To the Name above every Name, the Name of Jesus

By Richard Crashaw

A HYMN

 

I SING the Name which None can say

But touch’t with An interiour Ray:

The Name of our New Peace; our Good:

Our Blisse: and Supernaturall Blood:

The Name of All our Lives and Loves.

Hearken, And Help, ye holy Doves!

The high-born Brood of Day; you bright

Candidates of blissefull Light,

The Heirs Elect of Love; whose Names belong

Unto The everlasting life of Song;

All ye wise Soules, who in the wealthy Brest

Of This unbounded Name build your warm Nest.

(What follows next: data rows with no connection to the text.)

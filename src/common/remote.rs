//! The setup host: an SSH-reachable node inside the cluster network with the durable storage
//! mounted. Every external side effect of the setup goes through one of the capability traits
//! below, which `RemoteHost` implements on top of a `spurs` shell.

use std::io::Write;
use std::process::{Command, Stdio};

use log::{debug, info, warn};

use spurs::{cmd, Execute, SshShell};

use super::{
    config::MetastoreConfig,
    error::SetupError,
    hive::{self, ArtifactFetcher},
    schema::{Invocation, SchemaMigrator},
    shell_quote, Login,
};

/// How long the reachability probe waits for the database port, in seconds.
pub const PROBE_TIMEOUT_SECS: usize = 5;

/// The directory (relative to the setup user's home) where downloads land.
pub const WORK_DIR: &str = "metastore-setup";

/// A place to durably write files, replacing whatever was there.
pub trait FileStore {
    /// Write `contents` to `path` with the given permission bits, creating the parent directory.
    fn put(&self, path: &str, contents: &str, mode: u32) -> Result<(), failure::Error>;

    /// Remove `path` if it exists.
    fn remove(&self, path: &str) -> Result<(), failure::Error>;
}

/// Checks whether the metastore database accepts connections.
pub trait ReachabilityProbe {
    fn probe(&self, host: &str, port: u16) -> Result<(), failure::Error>;
}

/// Check that the configured database is reachable, unless `skip`.
pub fn check_reachable<P: ReachabilityProbe + ?Sized>(
    probe: &P,
    config: &MetastoreConfig,
    skip: bool,
) -> Result<(), failure::Error> {
    if skip {
        warn!("Not checking whether {}:{} is reachable", config.db_host, config.db_port);
        return Ok(());
    }

    info!("Checking that {}:{} is reachable", config.db_host, config.db_port);
    probe.probe(&config.db_host, config.db_port)
}

/// A connection to the setup host.
pub struct RemoteHost {
    shell: SshShell,
    username: String,
    hostname: String,
    port: u16,
    dry_run: bool,
}

impl RemoteHost {
    /// Connect to the setup host and create the working directory. With `dry_run`, commands are
    /// printed but not executed.
    pub fn connect(login: &Login<'_, '_>, dry_run: bool) -> Result<Self, failure::Error> {
        let addr = login.addr();
        let mut shell = SshShell::with_default_key(login.username.as_str(), &addr)?;
        shell.set_dry_run(dry_run);

        shell.run(cmd!("mkdir -p {}", WORK_DIR))?;

        Ok(RemoteHost {
            shell,
            username: login.username.as_str().into(),
            hostname: login.hostname.into(),
            port: login.port,
            dry_run,
        })
    }

    /// Write `contents` to `path` by piping them through the local `ssh` client. Unlike `cmd!`,
    /// this does not echo the contents, which may include secrets.
    fn upload(&self, path: &str, contents: &str, mode: u32) -> Result<(), failure::Error> {
        let remote_cmd = format!(
            "umask 077 && cat > {path} && chmod {mode:o} {path}",
            path = shell_quote(path),
            mode = mode,
        );

        debug!("Uploading {} bytes to {}", contents.len(), path);

        let home = std::env::var("HOME")?;
        let args = upload_args(
            &dir!(home, DEFAULT_KEY),
            &self.username,
            &self.hostname,
            self.port,
            &remote_cmd,
        );

        let mut child = Command::new("ssh")
            .args(&args)
            .stdin(Stdio::piped())
            .spawn()?;

        {
            let stdin = child
                .stdin
                .as_mut()
                .ok_or_else(|| failure::format_err!("unable to open ssh stdin"))?;
            stdin.write_all(contents.as_bytes())?;
        }

        let status = child.wait()?;
        if !status.success() {
            return Err(SetupError::CommandFailed {
                cmd: format!("upload to {}", path),
                status: status.to_string(),
            }
            .into());
        }

        Ok(())
    }
}

/// The key `SshShell::with_default_key` authenticates with, relative to the local home directory.
const DEFAULT_KEY: &str = ".ssh/id_rsa";

/// Arguments for the local `ssh` client so that it authenticates with `identity` only, like the
/// `spurs` connection does.
fn upload_args(
    identity: &str,
    username: &str,
    hostname: &str,
    port: u16,
    remote_cmd: &str,
) -> Vec<String> {
    // ssh takes IPv6 literals without brackets.
    let hostname = hostname.trim_start_matches('[').trim_end_matches(']');

    vec![
        "-i".into(),
        identity.into(),
        "-o".into(),
        "IdentitiesOnly=yes".into(),
        "-o".into(),
        "BatchMode=yes".into(),
        "-p".into(),
        port.to_string(),
        format!("{}@{}", username, hostname),
        remote_cmd.into(),
    ]
}

/// Download `url` into the working directory and unpack it into `into_dir`. The install root is
/// owned by root, so the writes there go through `sudo`.
fn tarball_commands(url: &str, into_dir: &str) -> (String, String, String) {
    let tarball = hive::file_name_of(url);

    (
        format!("wget -nv -O {} {}", tarball, url),
        format!("sudo mkdir -p {}", into_dir),
        format!("sudo tar -xzf {} --directory {}", tarball, into_dir),
    )
}

/// Copy a downloaded file from the working directory into a directory under the install root.
fn install_commands(file_name: &str, dir: &str) -> (String, String) {
    (
        format!("sudo mkdir -p {}", dir),
        format!("sudo cp {} {}", file_name, dir),
    )
}

impl FileStore for RemoteHost {
    fn put(&self, path: &str, contents: &str, mode: u32) -> Result<(), failure::Error> {
        let parent = std::path::Path::new(path)
            .parent()
            .filter(|parent| !parent.as_os_str().is_empty());
        if let Some(parent) = parent {
            self.shell
                .run(cmd!("mkdir -p {}", shell_quote(&parent.display().to_string())))?;
        }

        if self.dry_run {
            info!("(dry run) Would write {} bytes to {}", contents.len(), path);
            return Ok(());
        }

        self.upload(path, contents, mode)
    }

    fn remove(&self, path: &str) -> Result<(), failure::Error> {
        self.shell.run(cmd!("rm -f {}", shell_quote(path)))?;
        Ok(())
    }
}

impl ReachabilityProbe for RemoteHost {
    fn probe(&self, host: &str, port: u16) -> Result<(), failure::Error> {
        match self
            .shell
            .run(cmd!("nc -vzw{} {} {}", PROBE_TIMEOUT_SECS, host, port))
        {
            Ok(_) => Ok(()),
            Err(err) => {
                debug!("Probe of {}:{} failed: {}", host, port, err);
                Err(SetupError::Unreachable {
                    host: host.into(),
                    port,
                }
                .into())
            }
        }
    }
}

impl ArtifactFetcher for RemoteHost {
    fn fetch_tarball(&self, url: &str, into_dir: &str) -> Result<(), failure::Error> {
        let shell = &self.shell;
        let (fetch, mkdir, unpack) = tarball_commands(url, into_dir);

        with_shell! { shell in WORK_DIR =>
            cmd!("{}", fetch),
            cmd!("{}", mkdir),
            cmd!("{}", unpack),
        }

        Ok(())
    }

    fn fetch_file(&self, url: &str, file_name: &str) -> Result<(), failure::Error> {
        self.shell
            .run(cmd!("wget -nv -O {} {}", file_name, url).cwd(WORK_DIR))?;
        Ok(())
    }

    fn install_file(&self, file_name: &str, dir: &str) -> Result<(), failure::Error> {
        let shell = &self.shell;
        let (mkdir, copy) = install_commands(file_name, dir);

        with_shell! { shell in WORK_DIR =>
            cmd!("{}", mkdir),
            cmd!("{}", copy),
        }

        Ok(())
    }

    fn copy_dir_contents(&self, from: &str, to: &str) -> Result<(), failure::Error> {
        let shell = &self.shell;

        with_shell! { shell =>
            cmd!("mkdir -p {}", to),
            cmd!("cp -r {}/. {}", from, to),
        }

        Ok(())
    }
}

impl SchemaMigrator for RemoteHost {
    fn run_schema_tool(&self, invocation: &Invocation) -> Result<String, failure::Error> {
        let hive_home = hive::hive_home(hive::SCHEMA_TOOL_HIVE_VERSION);

        // Source the snapshot first so the arguments can refer to the credentials by name.
        let output = self.shell.run(
            cmd!(
                ". {} && HIVE_HOME={} HADOOP_HOME={} {}/bin/schematool {}",
                super::env::ENV_FILE,
                hive_home,
                hive::hadoop_home(),
                hive_home,
                invocation.args().join(" ")
            )
            .use_bash(),
        )?;

        Ok(output.stdout)
    }
}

Awake, My glory. Soul, (if such thou be,

And That fair Word at all referr to Thee)

Awake and sing

And be All Wing;

Bring hither thy whole Self; and let me see

What of thy Parent Heaven yet speakes in thee,

O thou art Poore

Of noble Powres, I see,

And full of nothing else but empty Me,

Narrow, and low, and infinitely lesse

Then this Great mornings mighty Busynes.

One little World or two

(Alas) will never doe.

We must have store.

Goe, Soul, out of thy Self, and seek for More.

Goe and request

Great Nature for the Key of her huge Chest

Of Heavns, the self involving Sett of Sphears

(Which dull mortality more Feeles then heares)

Then rouse the nest

Of nimble, Art, and traverse round

The Aiery Shop of soul-appeasing Sound:

And beat a summons in the Same

All-soveraign Name

To warn each severall kind

And shape of sweetnes, Be they such

As sigh with supple wind

Or answer Artfull Touch,

That they convene and come away

To wait at the love-crowned Doores of

This Illustrious Day.

Shall we dare This, my Soul? we’l doe’t and bring

No Other note for’t, but the Name we sing.

Wake Lute and Harp

And every sweet-lipp’t Thing

That talkes with tunefull string;

Start into life, And leap with me

Into a hasty Fitt-tun’d Harmony.

Nor must you think it much

T’obey my bolder touch;

I have Authority in Love’s name to take you

And to the worke of Love this morning wake you;

Wake; In the Name

Of Him who never sleeps, All Things that Are,

Or, what’s the same,

Are Musicall;

Answer my Call

And come along;

Help me to meditate mine Immortall Song.

Come, ye soft ministers of sweet sad mirth,

Bring All your houshold stuffe of Heavn on earth;

O you, my Soul’s most certain Wings,

Complaining Pipes, and prattling Strings,

Bring All the store

Of Sweets you have; And murmur that you have no more.

Come, né to part,

Nature and Art!

Come; and come strong,

To the conspiracy of our Spatious song.

Bring All the Powres of Praise

Your Provinces of well-united Worlds can raise;

Bring All your Lutes and Harps of Heaven and Earth;

What ére cooperates to The common mirthe

Vessells of vocall Ioyes,

Or You, more noble Architects of Intellectuall Noise,

Cymballs of Heav’n, or Humane sphears,

Solliciters of Soules or Eares;

And when you’are come, with All

That you can bring or we can call;

O may you fix

For ever here, and mix

Your selves into the long

And everlasting series of a deathlesse Song;

Mix All your many Worlds, Above,

And loose them into One of Love.

Chear thee my Heart!

For Thou too hast thy Part

And Place in the Great Throng

Of This unbounded All-imbracing Song.

Powres of my Soul, be Proud!

And speake lowd

To All the dear-bought Nations This Redeeming Name,

And in the wealth of one Rich Word proclaim

New Similes to Nature.

May it be no wrong

Blest Heavns, to you, and your Superiour song,

That we, dark Sons of Dust and Sorrow,

A while Dare borrow

The Name of Your Dilights and our Desires,

And fitt it to so farr inferior Lyres.

Our Murmurs have their Musick too,

Ye mighty Orbes, as well as you,

Nor yields the noblest Nest

Of warbling Seraphim to the eares of Love,

A choicer Lesson then the joyfull Brest

Of a poor panting Turtle-Dove.

And we, low Wormes have leave to doe

The Same bright Busynes (ye Third Heavens) with you.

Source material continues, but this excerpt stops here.